Those words rang through my head as I slowly drifted out of a rare Sunday afternoon nap. Jae was cuddling me and Josh was ready for a snack but I didn’t want to move. I felt that way. My dream felt unfulfilled and my purpose was unrealized. It doesn’t matter how many times I have had to remind myself that my purpose was not just one great thing but a series of every day choices, I felt today as if I was a failure. At the same time I can hear the chanting of”dreams unfulfilled, purpose unrealised”, I could also hear the Holy Spirit reminding me of the plan, of the methodology of the dream that God has for all of us.
God had a dream that will take the lifetime and beyond for humanity to fulfill. He is patient and He made it so that we each get to play a part in bringing it to past. As jealous as He is, He is unselfish and couldn’t imagine doing this without our help.
It took Noah 120 years to build the Ark, a dream that was to save those willing to choose God. It will take the return of Christ for the fulfillment of the plan that went awry in the Garden of Eden. Jesus Christ chose to die, knowing He would rise again with the hope that many would choose to follow the path He set before us. He returned to heaven with a promise to come back but to send us His Spirit to comfort and teach those who believe.
Hebrews 11, the faith chapter talks about the men and women of faith who seemingly died without their dreams fulfilled. They accomplished great things and left marks that will never be erased but yet they left earth with much yet to be manifested. It is a wonder to live a life with dreams so big it takes generations upon generations to fulfill. Paul said their dreams would be fulfilled and their purpose would be realized through us, who believe that we have been called to complete the walk Abraham began centuries ago.
This moment causes me to be thankful and to see myself as part of the original plan of God. He chose me before the foundations of the world to be here at this time in history, this location, even these feelings. My thoughts seem so overwhelming to me but to God they are not. He understands and my feelings of inadequacy because it reminds me that I need Him and that the dreams and purpose inside of me cannot be accomplished without His help.

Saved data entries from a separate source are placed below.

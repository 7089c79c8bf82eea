//! Direct (imperative) IR.
//!
//! A method owns an ordered block sequence; each block is a linear
//! instruction run ending in one terminator. Continuation parameters from
//! the CIR do not survive into this IR — control flow is explicit in the
//! terminators instead.

use smallvec::SmallVec;

use opal_core::{CompileError, CompileResult, Comparator, Kind};

use crate::arena::{Arena, Id};
use crate::cir::{Builtin, Const, VarId};

pub type DirBlockId = Id<DirBlock>;

/// A direct value: a constant or a variable.
#[derive(Debug, Clone, Copy, PartialEq, Eq)]
pub enum DirValue {
    Const(Const),
    Var(VarId),
}

/// A linear (non-terminating) instruction.
#[derive(Debug, Clone)]
pub enum DirInstruction {
    /// `dest := value`
    Assign { dest: VarId, value: DirValue },
    /// `dest := op(args...)`
    Op {
        dest: VarId,
        op: Builtin,
        args: SmallVec<[DirValue; 2]>,
    },
}

/// Where an unconditional jump goes.
#[derive(Debug, Clone, Copy, PartialEq, Eq)]
pub enum JumpTarget {
    /// A block of this method.
    Block(DirBlockId),
    /// A computed target value.
    Computed(DirValue),
}

/// A multi-way comparison terminator.
///
/// The match and target arrays are parallel and the default target is
/// always defined; construction enforces both.
#[derive(Debug, Clone)]
pub struct DirSwitch {
    pub tag: DirValue,
    pub comparator: Comparator,
    pub kind: Kind,
    pub matches: Vec<DirValue>,
    pub targets: Vec<DirBlockId>,
    pub default: DirBlockId,
}

impl DirSwitch {
    pub fn new(
        tag: DirValue,
        comparator: Comparator,
        kind: Kind,
        matches: Vec<DirValue>,
        targets: Vec<DirBlockId>,
        default: DirBlockId,
    ) -> CompileResult<Self> {
        if matches.len() != targets.len() {
            return Err(CompileError::MalformedSwitch {
                matches: matches.len(),
                targets: targets.len(),
            });
        }
        Ok(DirSwitch {
            tag,
            comparator,
            kind,
            matches,
            targets,
            default,
        })
    }

    /// Number of match cases.
    #[inline]
    pub fn case_count(&self) -> usize {
        self.matches.len()
    }
}

/// Block terminator.
#[derive(Debug, Clone)]
pub enum DirTerminator {
    Jump(JumpTarget),
    Switch(DirSwitch),
    Return(Option<DirValue>),
}

/// A basic block: instructions plus a terminator.
///
/// The terminator is `None` only while the block is under construction;
/// a finished method has one in every block.
#[derive(Debug, Clone, Default)]
pub struct DirBlock {
    pub instructions: Vec<DirInstruction>,
    pub terminator: Option<DirTerminator>,
}

impl DirBlock {
    /// The terminator; panics on an unfinished block, which is a bug in
    /// the lowering that produced it.
    #[inline]
    pub fn terminator(&self) -> &DirTerminator {
        self.terminator
            .as_ref()
            .expect("block has no terminator; lowering left it unfinished")
    }
}

/// A DIR method: parameters (non-continuation values only) and blocks.
#[derive(Debug)]
pub struct DirMethod {
    pub params: Vec<VarId>,
    pub blocks: Arena<DirBlock>,
    pub entry: DirBlockId,
    pub result_kind: Kind,
}

impl DirMethod {
    /// Blocks in allocation order, entry first.
    pub fn block_ids(&self) -> impl Iterator<Item = DirBlockId> + '_ {
        self.blocks.ids()
    }
}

I am feeling my humanity today and I am grateful for the Spirit of God who rises up to my rescue and declares it is not over. Arise shine for thy light is come and the glory of the Lord is risen upon thee (Isaiah 60:1) My appointed time has come and the set time to favor me is here (Psalms 102:13).
“You may feel like dwelling on your limits or your fears. Don’t do it. A perfect prescription for a squandered, unfulfilled life is to accommodate self-defeating feelings while undercutting your finest, most productive ones.” (Author Unknown)
Be blessed today and hold on.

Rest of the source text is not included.